Still, at a time when federal agency heads seem to be operating with precious little oversight from the White House, Gottlieb's modesty—even if it's feigned—is reassuring. Unlike, say, Ben Carson, whose time heading the Department of Housing and Urban Development has been marked by directionlessness, or Attorney General Jeff Sessions, who has abandoned the reforms pursued by his predecessors, Gottlieb has both a sense of purpose and a sense of limits.
He has chosen to focus his reformist energies on a handful of discrete policy areas where groundwork had already been laid, betting that thoughtful, stepwise changes will have more staying power than a radical rethinking of the agency's scope and mission would. And he has scored some wins worth celebrating along the way.
Since 1976, for example, makers of health care technology have been required by the FDA to test their products against previously approved predicate devices.

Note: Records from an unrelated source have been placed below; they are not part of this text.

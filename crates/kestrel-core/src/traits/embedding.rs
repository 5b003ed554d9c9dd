// SPDX-FileCopyrightText: 2026 Kestrel Contributors
// SPDX-License-Identifier: MIT OR Apache-2.0

//! Embedding adapter trait for vector embedding generation.

use async_trait::async_trait;

use crate::error::KestrelError;
use crate::traits::adapter::PluginAdapter;

/// Adapter for generating fixed-dimension vector embeddings from text.
#[async_trait]
pub trait EmbeddingAdapter: PluginAdapter {
    /// Embeds each input text, returning one vector per input in order.
    async fn embed(&self, texts: &[String]) -> Result<Vec<Vec<f32>>, KestrelError>;
}
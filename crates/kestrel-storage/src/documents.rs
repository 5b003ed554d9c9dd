// SPDX-FileCopyrightText: 2026 Kestrel Contributors
// SPDX-License-Identifier: MIT OR Apache-2.0

//! Keyword search over a directory of `.txt` and `.md` manuals.
//!
//! Each document is split into lowercase words; words of more than three
//! characters go into a word-to-document index. A query ranks documents by
//! how many distinct query words they contain.

use std::collections::{BTreeSet, HashMap};
use std::path::Path;

use async_trait::async_trait;
use kestrel_core::text::tokenize;
use kestrel_core::{
    AdapterType, DocumentHit, DocumentSearch, HealthStatus, KestrelError, PluginAdapter,
};
use tracing::{debug, info, warn};

/// Hits returned per query.
const TOP_HITS: usize = 3;

/// Approximate excerpt length in characters.
const EXCERPT_CHARS: usize = 500;

struct Document {
    source: String,
    content: String,
}

/// In-memory keyword index over loaded documents.
pub struct KeywordDocumentIndex {
    documents: Vec<Document>,
    index: HashMap<String, BTreeSet<usize>>,
}

fn indexable_words(text: &str) -> impl Iterator<Item = String> + '_ {
    tokenize(text)
        .into_iter()
        .filter(|w| w.chars().count() > 3)
}

impl KeywordDocumentIndex {
    /// Builds an index from `(source, content)` pairs.
    pub fn from_documents(documents: Vec<(String, String)>) -> Self {
        let documents: Vec<Document> = documents
            .into_iter()
            .map(|(source, content)| Document { source, content })
            .collect();
        let mut index: HashMap<String, BTreeSet<usize>> = HashMap::new();
        for (i, doc) in documents.iter().enumerate() {
            for word in indexable_words(&doc.content) {
                index.entry(word).or_default().insert(i);
            }
        }
        Self { documents, index }
    }

    /// Loads every `.txt` and `.md` file directly inside `dir`.
    ///
    /// A missing directory yields an empty index. Unreadable files are
    /// skipped with a warning.
    pub async fn load(dir: impl AsRef<Path>) -> Result<Self, KestrelError> {
        let dir = dir.as_ref();
        let mut entries = match tokio::fs::read_dir(dir).await {
            Ok(entries) => entries,
            Err(e) if e.kind() == std::io::ErrorKind::NotFound => {
                warn!(dir = %dir.display(), "documents directory not found, search disabled");
                return Ok(Self::from_documents(Vec::new()));
            }
            Err(e) => {
                return Err(KestrelError::Storage {
                    source: Box::new(e),
                });
            }
        };

        let mut documents = Vec::new();
        while let Some(entry) = entries
            .next_entry()
            .await
            .map_err(|e| KestrelError::Storage {
                source: Box::new(e),
            })?
        {
            let path = entry.path();
            let is_text = path
                .extension()
                .and_then(|e| e.to_str())
                .is_some_and(|e| e.eq_ignore_ascii_case("txt") || e.eq_ignore_ascii_case("md"));
            if !is_text {
                continue;
            }
            match tokio::fs::read_to_string(&path).await {
                Ok(content) => {
                    let source = path
                        .file_name()
                        .map(|n| n.to_string_lossy().into_owned())
                        .unwrap_or_default();
                    debug!(source = %source, chars = content.len(), "document loaded");
                    documents.push((source, content));
                }
                Err(e) => warn!(path = %path.display(), error = %e, "skipping unreadable document"),
            }
        }
        documents.sort_by(|a, b| a.0.cmp(&b.0));

        info!(dir = %dir.display(), documents = documents.len(), "document corpus loaded");
        Ok(Self::from_documents(documents))
    }

    /// Number of distinct indexed words.
    pub fn vocabulary_size(&self) -> usize {
        self.index.len()
    }

    fn excerpt(content: &str, words: &[String]) -> String {
        let lower = content.to_lowercase();
        let first_hit = words
            .iter()
            .filter_map(|w| lower.find(w.as_str()))
            .min()
            .map(|byte| lower[..byte].chars().count())
            .unwrap_or(0);

        let total = content.chars().count();
        let start = first_hit.saturating_sub(EXCERPT_CHARS / 2);
        let end = (start + EXCERPT_CHARS).min(total);
        let start = end.saturating_sub(EXCERPT_CHARS);

        let body: String = content.chars().skip(start).take(end - start).collect();
        let mut excerpt = String::with_capacity(body.len() + 6);
        if start > 0 {
            excerpt.push_str("...");
        }
        excerpt.push_str(body.trim());
        if end < total {
            excerpt.push_str("...");
        }
        excerpt
    }
}

#[async_trait]
impl PluginAdapter for KeywordDocumentIndex {
    fn name(&self) -> &str {
        "keyword-documents"
    }

    fn version(&self) -> semver::Version {
        semver::Version::new(0, 1, 0)
    }

    fn adapter_type(&self) -> AdapterType {
        AdapterType::DocumentSearch
    }

    async fn health_check(&self) -> Result<HealthStatus, KestrelError> {
        if self.documents.is_empty() {
            Ok(HealthStatus::Degraded("no documents loaded".into()))
        } else {
            Ok(HealthStatus::Healthy)
        }
    }

    async fn shutdown(&self) -> Result<(), KestrelError> {
        Ok(())
    }
}

#[async_trait]
impl DocumentSearch for KeywordDocumentIndex {
    async fn search(&self, query: &str) -> Result<Vec<DocumentHit>, KestrelError> {
        let words: Vec<String> = indexable_words(query)
            .collect::<BTreeSet<_>>()
            .into_iter()
            .collect();

        let mut matches: HashMap<usize, Vec<String>> = HashMap::new();
        for word in &words {
            if let Some(docs) = self.index.get(word) {
                for &doc in docs {
                    matches.entry(doc).or_default().push(word.clone());
                }
            }
        }

        let mut ranked: Vec<(usize, Vec<String>)> = matches.into_iter().collect();
        ranked.sort_by(|a, b| {
            b.1.len()
                .cmp(&a.1.len())
                .then_with(|| self.documents[a.0].source.cmp(&self.documents[b.0].source))
        });

        Ok(ranked
            .into_iter()
            .take(TOP_HITS)
            .map(|(doc, matched)| {
                let doc = &self.documents[doc];
                DocumentHit {
                    source: doc.source.clone(),
                    excerpt: Self::excerpt(&doc.content, &matched),
                    score: matched.len() as u32,
                }
            })
            .collect())
    }

    fn document_count(&self) -> usize {
        self.documents.len()
    }
}
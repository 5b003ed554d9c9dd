// SPDX-FileCopyrightText: 2026 Kestrel Contributors
// SPDX-License-Identifier: MIT OR Apache-2.0

//! Follow-up question detection.

use kestrel_core::{IntentResult, Slot};
use kestrel_router::keyword_matches;

/// Thai continuation and referential markers, matched as substrings.
const THAI_MARKERS: &[&str] = &[
    "แล้ว", "ล่ะ", "อีก", "ต่อ", "เพิ่ม", "ด้วย", "อันนั้น", "อันนี้", "มัน", "ตัวนั้น", "นั่น",
    "นี่", "เหมือนกัน", "เช่นกัน",
];

/// English continuation and referential markers, matched on word boundaries.
const ENGLISH_MARKERS: &[&str] = &[
    "also", "too", "and", "what about", "how about", "that", "this", "it", "them", "those",
    "same", "similar",
];

/// Queries at or under this many words that name no referent are follow-ups.
const SHORT_QUERY_WORDS: usize = 5;

/// Returns true when `raw` reads as a continuation of the previous exchange.
///
/// `raw_intent` is the classification of the raw text, used to check
/// whether the query already names a device, station, or time period.
pub fn is_followup(raw: &str, raw_intent: &IntentResult) -> bool {
    let lower = raw.to_lowercase();

    if THAI_MARKERS.iter().any(|m| lower.contains(m))
        || ENGLISH_MARKERS.iter().any(|m| keyword_matches(&lower, m))
    {
        return true;
    }

    let has_referent = [Slot::Device, Slot::Station, Slot::TimePeriod]
        .iter()
        .any(|slot| raw_intent.entity(*slot).is_some());

    !has_referent && raw.split_whitespace().count() <= SHORT_QUERY_WORDS
}

#[cfg(test)]
mod tests {
    use super::*;
    use kestrel_router::IntentClassifier;

    fn followup(text: &str) -> bool {
        let classifier = IntentClassifier::default();
        is_followup(text, &classifier.classify(text))
    }

    #[test]
    fn english_markers() {
        assert!(followup("what about yesterday"));
        assert!(followup("show me those again please for the line"));
        assert!(followup("is it the same for Camera_03 this month at every station"));
    }

    #[test]
    fn markers_need_word_boundaries() {
        // "it" inside "inspections" and "and" inside "standard" must not count.
        assert!(!followup("list the standard inspections for Camera_03 on every line today"));
    }

    #[test]
    fn thai_markers() {
        assert!(followup("แล้วเมื่อวานล่ะ"));
    }

    #[test]
    fn short_query_without_referent() {
        assert!(followup("how many failed"));
        assert!(!followup("how many failed today"));
        assert!(!followup("latest on Basler_GigE"));
    }

    #[test]
    fn long_self_contained_query_is_not_followup() {
        assert!(!followup("how many inspections were done on Watashi_cam during the week"));
    }
}
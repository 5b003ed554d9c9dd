// SPDX-FileCopyrightText: 2026 Kestrel Contributors
// SPDX-License-Identifier: MIT OR Apache-2.0

//! Weighted reciprocal rank fusion of a vector ranking and a keyword ranking.

use std::cmp::Reverse;
use std::collections::HashMap;

/// RRF constant from the original RRF paper.
pub const RRF_K: f32 = 60.0;

/// Resolution used to compare fused scores.
const SCORE_SCALE: f64 = 1e12;

/// Fuses two rankings of record ids.
///
/// Each list is ordered best first. An id contributes
/// `weight / (k + rank)` per list it appears in, with 1-based ranks; a list
/// that does not contain the id contributes nothing. Equal fused scores are
/// ordered by vector rank, then by id.
pub fn weighted_rrf(
    vector_ranked: &[i64],
    keyword_ranked: &[i64],
    vector_weight: f32,
    keyword_weight: f32,
    k: f32,
) -> Vec<(i64, f64)> {
    let k = f64::from(k);
    let mut scores: HashMap<i64, f64> = HashMap::new();

    for (rank, id) in vector_ranked.iter().enumerate() {
        *scores.entry(*id).or_default() += f64::from(vector_weight) / (k + rank as f64 + 1.0);
    }
    for (rank, id) in keyword_ranked.iter().enumerate() {
        *scores.entry(*id).or_default() += f64::from(keyword_weight) / (k + rank as f64 + 1.0);
    }

    let vector_position: HashMap<i64, usize> = vector_ranked
        .iter()
        .enumerate()
        .map(|(rank, id)| (*id, rank))
        .collect();

    let mut fused: Vec<(i64, f64)> = scores.into_iter().collect();
    fused.sort_by_key(|(id, score)| {
        (
            Reverse((score * SCORE_SCALE).round() as i64),
            vector_position.get(id).copied().unwrap_or(usize::MAX),
            *id,
        )
    });
    fused
}

#[cfg(test)]
mod tests {
    use super::*;
    use proptest::prelude::*;

    #[test]
    fn item_in_both_lists_wins() {
        let fused = weighted_rrf(&[1, 2, 3], &[2, 4], 0.5, 0.5, RRF_K);
        assert_eq!(fused[0].0, 2);
        let expected = 0.5 / 62.0 + 0.5 / 61.0;
        assert!((fused[0].1 - expected).abs() < 1e-12);
    }

    #[test]
    fn missing_list_contributes_zero() {
        let fused = weighted_rrf(&[1], &[9], 0.7, 0.3, RRF_K);
        let by_id: HashMap<i64, f64> = fused.into_iter().collect();
        assert!((by_id[&1] - 0.7 / 61.0).abs() < 1e-6);
        assert!((by_id[&9] - 0.3 / 61.0).abs() < 1e-6);
    }

    #[test]
    fn ties_prefer_vector_rank_then_id() {
        // 5 and 2 tie at w/(k+1).
        let fused = weighted_rrf(&[5, 1], &[2], 0.5, 0.5, RRF_K);
        let ids: Vec<i64> = fused.iter().map(|(id, _)| *id).collect();
        assert_eq!(ids, vec![5, 2, 1]);

        let fused = weighted_rrf(&[], &[7, 3], 0.5, 0.5, RRF_K);
        assert_eq!(fused[0].0, 7);
    }

    #[test]
    fn empty_inputs() {
        assert!(weighted_rrf(&[], &[], 0.7, 0.3, RRF_K).is_empty());
    }

    fn rankings() -> impl Strategy<Value = (Vec<i64>, Vec<i64>)> {
        (2usize..20)
            .prop_flat_map(|n| {
                let ids: Vec<i64> = (0..n as i64).collect();
                (
                    Just(ids.clone()).prop_shuffle(),
                    Just(ids).prop_shuffle(),
                    0..=n,
                )
            })
            .prop_map(|(vector, keyword, keep)| (vector, keyword[..keep].to_vec()))
    }

    proptest! {
        #[test]
        fn raising_vector_weight_never_demotes_top_vector_item(
            (vector, keyword) in rankings(),
            low in 0.0f32..1.0,
            delta in 0.01f32..1.0,
            keyword_weight in 0.0f32..1.0,
        ) {
            let top = vector[0];
            let position = |weight: f32| {
                weighted_rrf(&vector, &keyword, weight, keyword_weight, RRF_K)
                    .iter()
                    .position(|(id, _)| *id == top)
            };
            let before = position(low);
            let after = position(low + delta);
            prop_assert!(after.is_some());
            prop_assert!(after <= before);
        }
    }
}
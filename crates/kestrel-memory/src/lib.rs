// SPDX-FileCopyrightText: 2026 Kestrel Contributors
// SPDX-License-Identifier: MIT OR Apache-2.0

//! Long-term memory and semantic record search for Kestrel.
//!
//! ## Architecture
//!
//! - **LongTermMemory**: capped, oldest-first collections of insights,
//!   patterns, and period summaries, with relevance lookup and a
//!   topic-grouped knowledge view
//! - **Summarizer**: turns a window of conversation exchanges into a
//!   summary outcome, via the model or counting heuristics
//! - **MemoryPersistence**: save/load of full snapshots (JSON files)
//! - **SemanticIndex**: per-record embeddings with cosine search, hybrid
//!   keyword/vector retrieval, and find-similar
//! - **HashingEmbedder**: deterministic offline embedding adapter
//! - **weighted_rrf**: reciprocal rank fusion used by hybrid search

pub mod embedder;
pub mod fusion;
pub mod index;
pub mod longterm;
pub mod persistence;
pub mod summarizer;
pub mod types;

pub use embedder::HashingEmbedder;
pub use fusion::weighted_rrf;
pub use index::{IndexStats, SearchHit, SemanticIndex};
pub use longterm::LongTermMemory;
pub use persistence::{JsonFilePersistence, MemoryPersistence};
pub use summarizer::Summarizer;
pub use types::{
    Insight, KnowledgeView, LongTermStats, MemorySnapshot, MemorySource, Pattern, PeriodSummary,
    RelevantMemories, SummaryOutcome, SummaryTier, cosine_similarity,
};
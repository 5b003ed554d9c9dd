// SPDX-FileCopyrightText: 2026 Kestrel Contributors
// SPDX-License-Identifier: MIT OR Apache-2.0

//! Arithmetic tool.
//!
//! Evaluates `+ - * / ( )` over decimal numbers with a small recursive
//! descent parser. Input mentioning "pass rate" is answered from today's
//! statistics instead. Nothing else is evaluated.

use std::sync::Arc;

use async_trait::async_trait;
use kestrel_core::{KestrelError, Period, RecordStore};

use crate::tool::{Tool, ToolName, ToolOutput};

/// Maximum parenthesis nesting accepted by the parser.
const MAX_DEPTH: usize = 32;

pub struct CalculateTool {
    records: Arc<dyn RecordStore>,
}

impl CalculateTool {
    pub fn new(records: Arc<dyn RecordStore>) -> Self {
        Self { records }
    }
}

#[async_trait]
impl Tool for CalculateTool {
    fn name(&self) -> ToolName {
        ToolName::Calculate
    }

    fn description(&self) -> &str {
        "Evaluate arithmetic such as (45 / 50) * 100, or \"pass rate\" for today's pass rate"
    }

    fn parameters_schema(&self) -> serde_json::Value {
        serde_json::json!({
            "type": "string",
            "description": "an arithmetic expression using + - * / and parentheses"
        })
    }

    async fn invoke(&self, input: &str) -> Result<ToolOutput, KestrelError> {
        let lower = input.to_lowercase();
        if lower.contains("pass rate") || lower.contains("pass_rate") {
            let stats = self.records.get_statistics(Period::Today).await?;
            if stats.total == 0 {
                return Ok(ToolOutput::ok("No data to calculate pass rate"));
            }
            return Ok(ToolOutput::ok(format!(
                "Pass rate: {:.1}% ({}/{})",
                stats.pass_rate, stats.pass, stats.total
            )));
        }

        let value = evaluate(input).map_err(|message| KestrelError::Tool {
            message: format!("cannot evaluate '{}': {message}", input.trim()),
            source: None,
        })?;
        Ok(ToolOutput::ok(format!("Result: {}", format_number(value))))
    }
}

/// Evaluates an arithmetic expression.
pub fn evaluate(expression: &str) -> Result<f64, String> {
    if let Some(bad) = expression
        .chars()
        .find(|c| !(c.is_ascii_digit() || c.is_whitespace() || "+-*/().".contains(*c)))
    {
        return Err(format!("unsupported character '{bad}'"));
    }

    let mut parser = Parser {
        chars: expression.chars().collect(),
        pos: 0,
        depth: 0,
    };
    if parser.peek().is_none() {
        return Err("empty expression".into());
    }
    let value = parser.expression()?;
    if let Some(c) = parser.peek() {
        return Err(format!("unexpected '{c}'"));
    }
    if !value.is_finite() {
        return Err("result is not a finite number".into());
    }
    Ok(value)
}

/// Integers print bare; other values keep up to four decimals.
pub fn format_number(value: f64) -> String {
    if value.fract() == 0.0 && value.abs() < 1e15 {
        return format!("{}", value as i64);
    }
    let text = format!("{value:.4}");
    let text = text.trim_end_matches('0').trim_end_matches('.');
    if text == "-0" {
        "0".to_string()
    } else {
        text.to_string()
    }
}

struct Parser {
    chars: Vec<char>,
    pos: usize,
    depth: usize,
}

impl Parser {
    /// Next non-whitespace character, without consuming it.
    fn peek(&mut self) -> Option<char> {
        while self.chars.get(self.pos).is_some_and(|c| c.is_whitespace()) {
            self.pos += 1;
        }
        self.chars.get(self.pos).copied()
    }

    // expression := term (('+' | '-') term)*
    fn expression(&mut self) -> Result<f64, String> {
        let mut value = self.term()?;
        while let Some(op @ ('+' | '-')) = self.peek() {
            self.pos += 1;
            let rhs = self.term()?;
            if op == '+' {
                value += rhs;
            } else {
                value -= rhs;
            }
        }
        Ok(value)
    }

    // term := factor (('*' | '/') factor)*
    fn term(&mut self) -> Result<f64, String> {
        let mut value = self.factor()?;
        while let Some(op @ ('*' | '/')) = self.peek() {
            self.pos += 1;
            let rhs = self.factor()?;
            if op == '*' {
                value *= rhs;
            } else {
                if rhs == 0.0 {
                    return Err("division by zero".into());
                }
                value /= rhs;
            }
        }
        Ok(value)
    }

    // factor := '-' factor | '+' factor | '(' expression ')' | number
    fn factor(&mut self) -> Result<f64, String> {
        match self.peek() {
            Some('-') => {
                self.pos += 1;
                self.nested(|p| p.factor()).map(|v| -v)
            }
            Some('+') => {
                self.pos += 1;
                self.nested(|p| p.factor())
            }
            Some('(') => {
                self.pos += 1;
                let value = self.nested(|p| p.expression())?;
                if self.peek() != Some(')') {
                    return Err("missing ')'".into());
                }
                self.pos += 1;
                Ok(value)
            }
            Some(c) if c.is_ascii_digit() || c == '.' => self.number(),
            Some(c) => Err(format!("unexpected '{c}'")),
            None => Err("unexpected end of expression".into()),
        }
    }

    fn nested(&mut self, f: impl FnOnce(&mut Self) -> Result<f64, String>) -> Result<f64, String> {
        if self.depth >= MAX_DEPTH {
            return Err("expression nested too deeply".into());
        }
        self.depth += 1;
        let value = f(self);
        self.depth -= 1;
        value
    }

    fn number(&mut self) -> Result<f64, String> {
        let start = self.pos;
        while self
            .chars
            .get(self.pos)
            .is_some_and(|c| c.is_ascii_digit() || *c == '.')
        {
            self.pos += 1;
        }
        let literal: String = self.chars[start..self.pos].iter().collect();
        literal
            .parse::<f64>()
            .map_err(|_| format!("invalid number '{literal}'"))
    }
}
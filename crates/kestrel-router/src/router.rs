// SPDX-FileCopyrightText: 2026 Kestrel Contributors
// SPDX-License-Identifier: MIT OR Apache-2.0

//! Reasoning-mode selection.
//!
//! Priority: configured override > complexity policy. The policy is a pure
//! function of the classified intent, so it can be tested without any engine.

use kestrel_config::model::ModeSetting;
use kestrel_core::{Complexity, IntentResult};
use serde::Serialize;
use strum::{Display, EnumString};
use tracing::debug;

/// The reasoning strategy used to answer a query.
#[derive(
    Debug, Clone, Copy, PartialEq, Eq, Hash, PartialOrd, Ord, Display, EnumString, Serialize,
)]
#[strum(serialize_all = "snake_case")]
#[serde(rename_all = "snake_case")]
pub enum ReasoningMode {
    Direct,
    ChainOfThought,
    ToolLoop,
    MultiAgent,
}

/// Mode decision with a human-readable reason for logs and stats.
#[derive(Debug, Clone, PartialEq, Eq)]
pub struct RoutingDecision {
    pub mode: ReasoningMode,
    pub reason: &'static str,
}

/// Chooses the reasoning engine for each classified query.
pub struct ModeSelector {
    setting: ModeSetting,
}

impl ModeSelector {
    pub fn new(setting: ModeSetting) -> Self {
        Self { setting }
    }

    /// Select the engine for `intent`.
    ///
    /// simple ⇒ Direct, medium ⇒ Chain-of-Thought, complex ⇒ Tool-Use Loop
    /// when the query carries comparison cues, else the Multi-Agent pipeline.
    pub fn select(&self, intent: &IntentResult) -> RoutingDecision {
        let decision = match self.setting {
            ModeSetting::Direct => forced(ReasoningMode::Direct),
            ModeSetting::Chain => forced(ReasoningMode::ChainOfThought),
            ModeSetting::ToolLoop => forced(ReasoningMode::ToolLoop),
            ModeSetting::MultiAgent => forced(ReasoningMode::MultiAgent),
            ModeSetting::Auto => Self::policy(intent),
        };
        debug!(
            intent = %intent.intent,
            mode = %decision.mode,
            reason = decision.reason,
            "reasoning mode selected"
        );
        decision
    }

    fn policy(intent: &IntentResult) -> RoutingDecision {
        match intent.complexity {
            Complexity::Simple => RoutingDecision {
                mode: ReasoningMode::Direct,
                reason: "simple intent",
            },
            Complexity::Medium => RoutingDecision {
                mode: ReasoningMode::ChainOfThought,
                reason: "medium intent",
            },
            Complexity::Complex if intent.comparison => RoutingDecision {
                mode: ReasoningMode::ToolLoop,
                reason: "complex intent with comparison cues",
            },
            Complexity::Complex => RoutingDecision {
                mode: ReasoningMode::MultiAgent,
                reason: "complex intent",
            },
        }
    }
}

impl Default for ModeSelector {
    fn default() -> Self {
        Self::new(ModeSetting::Auto)
    }
}

fn forced(mode: ReasoningMode) -> RoutingDecision {
    RoutingDecision {
        mode,
        reason: "configured override",
    }
}

#[cfg(test)]
mod tests {
    use super::*;
    use kestrel_core::{Entities, Intent};

    fn select(intent: Intent, comparison: bool) -> ReasoningMode {
        ModeSelector::default()
            .select(&IntentResult::new(intent, Entities::new(), comparison))
            .mode
    }

    #[test]
    fn simple_intents_go_direct() {
        for intent in [Intent::Count, Intent::Detail, Intent::Latest] {
            assert_eq!(select(intent, false), ReasoningMode::Direct);
            assert_eq!(select(intent, true), ReasoningMode::Direct);
        }
    }

    #[test]
    fn summary_goes_to_chain_of_thought() {
        assert_eq!(select(Intent::Summary, false), ReasoningMode::ChainOfThought);
    }

    #[test]
    fn complex_with_comparison_goes_to_tool_loop() {
        assert_eq!(select(Intent::Analyze, true), ReasoningMode::ToolLoop);
        assert_eq!(select(Intent::Troubleshoot, true), ReasoningMode::ToolLoop);
    }

    #[test]
    fn complex_without_comparison_goes_to_multi_agent() {
        assert_eq!(select(Intent::Analyze, false), ReasoningMode::MultiAgent);
        assert_eq!(select(Intent::Troubleshoot, false), ReasoningMode::MultiAgent);
    }

    #[test]
    fn override_wins() {
        let selector = ModeSelector::new(ModeSetting::ToolLoop);
        let decision = selector.select(&IntentResult::new(Intent::Count, Entities::new(), false));
        assert_eq!(decision.mode, ReasoningMode::ToolLoop);
        assert_eq!(decision.reason, "configured override");
    }

    #[test]
    fn mode_display_names() {
        assert_eq!(ReasoningMode::ChainOfThought.to_string(), "chain_of_thought");
        assert_eq!(ReasoningMode::MultiAgent.to_string(), "multi_agent");
    }
}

While this has historically worked all right for processing products that are marginally better iterations of those from a generation or two earlier, the rules don't account for the leaps and bounds the private sector is capable of making, or for the entirely new paradigm that would be needed to effectively govern software. The idea of a device "updating" its own operating system would have sounded incomprehensible when this regulatory guidance was written, and yet it's how most consumer gadgets now work. Under Gottlieb, the FDA's medical devices division is working on new regulations that will help expedite the approval of technology that is safe and effective, even if it functions in a novel way.
Yet by nature, Gottlieb seems reluctant to take credit for some of the FDA's biggest accomplishments during his tenure. "We were going to have a record year for generic drug approvals regardless of whether I arrived in FDA or not," he says.
That kind of modest stewardship feels downright unfashionable in an era of political and ideological polarization. For critics of the drug industry, Gottlieb will likely seem too lenient; for desperate patients, too cautious; for individualists, too overbearing. Even his admirers can likely imagine things they'd have him do differently. But in many ways, he is exactly what he always claimed to be.
"You can't come into an organization like this, with a very high-caliber professional staff—people who have been working on issues for many years—and just sort of hand out pieces of paper that are going to create new policy and command implementation," he says. "I think what you try to do is set an overall direction. You come in with policy goals, and you leave it, in some respects, to the staff to try to come up with the specific policies."